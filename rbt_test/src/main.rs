use anyhow::Context;
use clap::Parser;
use rand::rngs::StdRng;
use rand::SeedableRng;
use rayon::prelude::*;
use red_black_bst::experiment::KeyDistribution;
use red_black_bst::RedBlackTree;

/// Builds large random trees in parallel, checks every invariant on each and reports the share of
/// red nodes.
#[derive(Parser, Debug)]
#[command(name = "rbt_test")]
#[command(version)]
struct Args {
    /// Keys inserted per tree, drawn with replacement from 0..keys
    #[arg(short, long, default_value = "1000000")]
    keys: usize,

    /// Number of trees
    #[arg(short, long, default_value = "4")]
    trials: usize,

    #[arg(short, long, default_value = "0")]
    seed: u64,
}

fn main() -> anyhow::Result<()> {
    tracing_subscriber::fmt()
        .with_env_filter(
            tracing_subscriber::EnvFilter::try_from_default_env().unwrap_or_else(|_| "info".into()),
        )
        .with_writer(std::io::stderr)
        .init();

    let args = Args::parse();
    tracing::info!("Building {} trees of {} random keys", args.trials, args.keys);

    let percentages = (0..args.trials)
        .into_par_iter()
        .map(|trial| -> anyhow::Result<f64> {
            let mut rng = StdRng::seed_from_u64(args.seed.wrapping_add(trial as u64));
            let tree: RedBlackTree<usize> = KeyDistribution::Uniform.keys(args.keys, &mut rng).into_iter().collect();
            tree.check().with_context(|| format!("trial {trial} broke the tree"))?;
            tracing::info!(trial, size = tree.size(), height = tree.height(), flips = tree.color_flips(), "tree checked");
            Ok(tree.percent_red())
        })
        .collect::<anyhow::Result<Vec<f64>>>()?;

    for (trial, percent) in percentages.iter().enumerate() {
        println!("trial {trial}: {percent:.4}% red");
    }
    if !percentages.is_empty() {
        let mean = percentages.iter().sum::<f64>() / percentages.len() as f64;
        println!("mean: {mean:.4}% red");
    }

    Ok(())
}
impl<T: Ord> RedBlackTree<T> {
    /// Creates a new empty tree.
    pub fn new() -> Self {
        Self { root: None, red_nodes: 0, color_flips: 0 }
    }

    /// Returns the number of keys in the tree.
    /// # Examples
    ///
    /// A newly-created tree has a size of 0:
    ///
    /// ```
    /// # use red_black_bst::RedBlackTree;
    /// #
    /// let mut tree = RedBlackTree::new();
    /// assert_eq!(tree.size(), 0);
    /// # tree.insert(5);
    /// # assert_eq!(tree.size(), 1);
    /// ```
    ///
    /// Adding keys increases the size, adding a key twice does not:
    ///
    /// ```
    /// # use red_black_bst::RedBlackTree;
    /// #
    /// # let mut tree = RedBlackTree::new();
    /// tree.insert(5);
    /// assert_eq!(tree.size(), 1);
    /// tree.insert(8);
    /// assert_eq!(tree.size(), 2);
    /// tree.insert(8);
    /// assert_eq!(tree.size(), 2);
    /// ```
    pub fn size(&self) -> usize {
        Node::size(&self.root)
    }

    /// Returns whether the tree holds no keys.
    pub fn is_empty(&self) -> bool {
        self.root.is_none()
    }

    /// Returns the number of red nodes, as tracked during insertion.
    pub fn red_nodes(&self) -> usize {
        self.red_nodes
    }

    /// Counts the red nodes by walking the whole tree.
    ///
    /// This ignores the counter kept by [`insert`](Self::insert) and should always agree with
    /// [`red_nodes`](Self::red_nodes).
    pub fn count_red_recursive(&self) -> usize {
        Node::count_red(&self.root)
    }

    /// Returns the number of color flips performed since the tree was created.
    pub fn color_flips(&self) -> usize {
        self.color_flips
    }

    /// Returns the percentage of red nodes in the tree, or 0 for an empty tree.
    /// # Example
    /// ```
    /// # use red_black_bst::RedBlackTree;
    /// #
    /// let mut tree = RedBlackTree::new();
    /// assert_eq!(tree.percent_red(), 0.0);
    /// tree.insert(1);
    /// tree.insert(2);
    /// // 1 hangs off 2 by a red link
    /// assert_eq!(tree.percent_red(), 50.0);
    /// tree.insert(3);
    /// // the flip leaves a perfectly black tree
    /// assert_eq!(tree.percent_red(), 0.0);
    /// ```
    pub fn percent_red(&self) -> f64 {
        let size = self.size();
        if size > 0 {
            self.red_nodes as f64 / size as f64 * 100.0
        } else {
            0.0
        }
    }

    /// Returns the number of nodes on the longest path from the root, 0 for an empty tree.
    pub fn height(&self) -> usize {
        Node::height(&self.root)
    }

    /// Returns whether the given key is present in the tree.
    /// # Example
    /// ```
    /// # use red_black_bst::RedBlackTree;
    /// #
    /// let mut tree = RedBlackTree::new();
    /// tree.insert(5);
    /// assert_eq!(tree.contains(&5), true);
    /// // returns false for a key not in the tree
    /// assert_eq!(tree.contains(&8), false);
    /// ```
    pub fn contains(&self, val: &T) -> bool {
        let mut cur_node = self.root.as_deref();

        while let Some(node) = cur_node {
            cur_node = match val.cmp(&node.val) {
                Ordering::Less => node.left.as_deref(),
                Ordering::Greater => node.right.as_deref(),
                Ordering::Equal => return true,
            };
        }

        false
    }

    /// Inserts a key into the tree, replacing an equal key already present.
    /// Returns whether the key was not already in the tree.
    /// # Example
    /// ```
    /// # use red_black_bst::RedBlackTree;
    /// #
    /// let mut tree = RedBlackTree::new();
    /// assert_eq!(tree.insert(5), true);
    /// assert_eq!(tree.insert(8), true);
    /// // repeat inserts return false
    /// assert_eq!(tree.insert(5), false);
    /// ```
    pub fn insert(&mut self, val: T) -> bool {
        let mut inserted = false;
        let root = self.root.take();
        let mut root = self.put(root, val, &mut inserted);

        // the root is always black between insertions
        if root.color == Color::Red {
            self.red_nodes -= 1;
            root.color = Color::Black;
        }
        self.root = Some(root);

        inserted
    }

    // inserts val below link and hands back the (possibly rotated) subtree root
    fn put(&mut self, link: Link<T>, val: T, inserted: &mut bool) -> Box<Node<T>> {
        let mut node = match link {
            Some(node) => node,
            None => {
                // hit an empty link; hang a new red node here
                self.red_nodes += 1;
                *inserted = true;
                return Node::new(val);
            }
        };

        match val.cmp(&node.val) {
            Ordering::Less => node.left = Some(self.put(node.left.take(), val, inserted)),
            Ordering::Greater => node.right = Some(self.put(node.right.take(), val, inserted)),
            Ordering::Equal => node.val = val,
        }

        // lean a right red link back to the left
        if Node::is_red(&node.right) && !Node::is_red(&node.left) {
            node = Self::rotate_left(node);
        }
        // split two left red links in a row
        if Node::is_red(&node.left) && node.left.as_ref().map_or(false, |left| Node::is_red(&left.left)) {
            node = Self::rotate_right(node);
        }
        // pass a temporary 4-node up
        if Node::is_red(&node.left) && Node::is_red(&node.right) {
            self.flip_colors(&mut node);
        }

        node.update_size();
        node
    }

    // node must have a red right link
    fn rotate_left(mut node: Box<Node<T>>) -> Box<Node<T>> {
        debug_assert!(Node::is_red(&node.right));
        let Some(mut pivot) = node.right.take() else {
            return node;
        };

        // point node->right at pivot->left
        node.right = pivot.left.take();
        // pivot takes over node's color, node hangs off it by a red link
        pivot.color = node.color;
        node.color = Color::Red;
        node.update_size();
        pivot.left = Some(node);
        pivot.update_size();
        pivot
    }

    // node must have a red left link
    fn rotate_right(mut node: Box<Node<T>>) -> Box<Node<T>> {
        debug_assert!(Node::is_red(&node.left));
        let Some(mut pivot) = node.left.take() else {
            return node;
        };

        // point node->left at pivot->right
        node.left = pivot.right.take();
        pivot.color = node.color;
        node.color = Color::Red;
        node.update_size();
        pivot.right = Some(node);
        pivot.update_size();
        pivot
    }

    // node and its two children must have opposite colors
    fn flip_colors(&mut self, node: &mut Node<T>) {
        self.color_flips += 1;
        Self::recolor(&mut self.red_nodes, node);
        if let Some(left) = node.left.as_deref_mut() {
            Self::recolor(&mut self.red_nodes, left);
        }
        if let Some(right) = node.right.as_deref_mut() {
            Self::recolor(&mut self.red_nodes, right);
        }
    }

    fn recolor(red_nodes: &mut usize, node: &mut Node<T>) {
        node.color = node.color.toggle();
        match node.color {
            Color::Red => *red_nodes += 1,
            Color::Black => *red_nodes -= 1,
        }
    }

    /// Walks the whole tree and verifies every structural invariant:
    /// * the root is black,
    /// * no red link leans right and no two red links are consecutive,
    /// * every path from the root to an empty link crosses the same number of black links,
    /// * keys are in strict search order,
    /// * every cached subtree size is correct,
    /// * the red node counter matches a recount.
    /// # Example
    /// ```
    /// # use red_black_bst::RedBlackTree;
    /// #
    /// let tree: RedBlackTree<_> = (1..=100).rev().collect();
    /// assert_eq!(tree.check(), Ok(()));
    /// ```
    pub fn check(&self) -> Result<(), InvariantViolation> {
        if Node::is_red(&self.root) {
            return Err(InvariantViolation::RedRoot);
        }

        Self::check_subtree(&self.root, None, None, 0)?;

        let counted = self.count_red_recursive();
        if counted != self.red_nodes {
            return Err(InvariantViolation::RedCountMismatch { counter: self.red_nodes, counted });
        }

        Ok(())
    }

    // returns the verified subtree size and its black height
    fn check_subtree(
        link: &Link<T>,
        lower: Option<&T>,
        upper: Option<&T>,
        depth: usize,
    ) -> Result<(usize, usize), InvariantViolation> {
        // base case
        let Some(node) = link else {
            return Ok((0, 0));
        };

        let above_lower = lower.map_or(true, |lower| node.val.cmp(lower) == Ordering::Greater);
        let below_upper = upper.map_or(true, |upper| node.val.cmp(upper) == Ordering::Less);
        if !above_lower || !below_upper {
            return Err(InvariantViolation::OutOfOrder { depth });
        }
        if Node::is_red(&node.right) {
            return Err(InvariantViolation::RightLeaningRed { depth });
        }
        if node.color == Color::Red && Node::is_red(&node.left) {
            return Err(InvariantViolation::ConsecutiveReds { depth });
        }

        let (left_size, left_blacks) = Self::check_subtree(&node.left, lower, Some(&node.val), depth + 1)?;
        let (right_size, right_blacks) = Self::check_subtree(&node.right, Some(&node.val), upper, depth + 1)?;

        if left_blacks != right_blacks {
            return Err(InvariantViolation::UnbalancedBlacks { depth, left: left_blacks, right: right_blacks });
        }
        let actual = 1 + left_size + right_size;
        if node.size != actual {
            return Err(InvariantViolation::SizeMismatch { depth, cached: node.size, actual });
        }

        Ok((actual, left_blacks + usize::from(node.color == Color::Black)))
    }
}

• Your instructions: Your answer should consist of the lines of the listing that contain "every", copied as they stand.

• Response area:
/// Builds large random trees in parallel, checks every invariant on each and reports the share of
    /// Walks the whole tree and verifies every structural invariant:
    /// * every path from the root to an empty link crosses the same number of black links,
    /// * every cached subtree size is correct,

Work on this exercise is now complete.